Many of us are still trying to figure out what really makes us happy.

There's no denying that volunteering and helping others seems to be a key. Study after study has shown that service can be the biggest key to happiness in most people's lives.

Now is a great time to test that theory as it is International Volunteer Month.

Aprils is International Volunteer Month (National Volunteer Week is celebrated annually during the third week of April).

This celebration is about placing a spotlight on inspiring figures whose invaluable seeds of kindness through volunteering are bettering the community and our world in general.
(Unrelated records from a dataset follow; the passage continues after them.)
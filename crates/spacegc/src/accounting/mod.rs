//! Heap accounting: bitmaps, the card table, object stacks, remembered sets
//! and mod-union tables.

pub mod bitmap;
pub mod card_table;
pub mod mod_union_table;
pub mod object_stack;
pub mod remembered_set;

use std::collections::BTreeSet;

use parking_lot::Mutex;

use crate::accounting::bitmap::SpaceBitmap;
use crate::accounting::card_table::{age_card, CardTable, CARD_DIRTY, CARD_SIZE};
use crate::address::ObjectRef;

/// A set of card start addresses inside one space, shared by remembered
/// sets and mod-union tables.
struct CardCache {
    begin: usize,
    end: usize,
    cards: Mutex<BTreeSet<usize>>,
}

impl CardCache {
    fn new(begin: usize, end: usize) -> Self {
        Self {
            begin,
            end,
            cards: Mutex::new(BTreeSet::new()),
        }
    }

    /// Ages the space's cards and keeps the ones that were dirty.
    fn absorb_dirty_cards(&self, card_table: &CardTable) -> usize {
        let mut cards = self.cards.lock();
        let before = cards.len();
        card_table.modify_cards_atomic(self.begin, self.end, age_card, |card, old, _| {
            if old == CARD_DIRTY {
                cards.insert(card);
            }
        });
        cards.len() - before
    }

    /// Visits the objects of every cached card and drops the cards whose
    /// objects no longer report an interesting reference.
    fn update(&self, bitmap: &SpaceBitmap, mut visit: impl FnMut(ObjectRef) -> bool) -> usize {
        let mut cards = self.cards.lock();
        let mut visited = 0;
        cards.retain(|&card| {
            let mut keep = false;
            bitmap.visit_marked_range(card, card + CARD_SIZE, |obj| {
                visited += 1;
                keep |= visit(obj);
            });
            keep
        });
        visited
    }

    fn set_all(&self) {
        let mut cards = self.cards.lock();
        let mut card = CardTable::card_begin(self.begin);
        while card < self.end {
            cards.insert(card);
            card += CARD_SIZE;
        }
    }

    fn clear(&self) {
        self.cards.lock().clear();
    }

    fn contains(&self, addr: usize) -> bool {
        self.cards.lock().contains(&CardTable::card_begin(addr))
    }

    fn len(&self) -> usize {
        self.cards.lock().len()
    }

    fn all_within(&self) -> bool {
        self.cards
            .lock()
            .iter()
            .all(|&c| c + CARD_SIZE > self.begin && c < self.end)
    }
}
This significant celebration, which was established in 1974, provides the perfect opportunity to say thank you. It also challenges us to do better and look for ways to be active participants, joining hands to impact our local communities and calling for more support.

From the website, gives us three suggestions for volunteering:

    1. Get involved

      Do more than applaud; let your impact be felt. One look around your community, and you find various ways in which you can lend your support.

    2. Spread the word

      Volunteers are often overworked, so there's always a need for more people. Be a part of the movement to call on more volunteers by using your social media handles to send the message out

    3. Say thank you

      Appreciating volunteers goes a long way to making them feel good about their impact and driving them to do more. You could do personalized gifts, host an appreciation gala, write a note, email, or thank them in person.

That website also offers these intriguing facts about giving service:


  1. Volunteering peaked during the Great Depression

    During the 1930s, the U.S. launched a large-scale coordinated volunteer effort to assist the millions of hungry, homeless, and unemployed people via relief efforts.

  2. There’s a ‘Year of the Volunteer’

    The year 2001 is proclaimed as the International Year of Volunteers (I.Y.V.) by the United Nations General Assembly.

  3. Volunteers have helped in deeply tragic events

    Hurricane Katrina, Haiti's deadly earthquake, Indian Ocean earthquake, and tsunami; volunteers have been there through it all. Theirs is the face you see during the most trying times, offering help and assisting with disaster relief and recovery.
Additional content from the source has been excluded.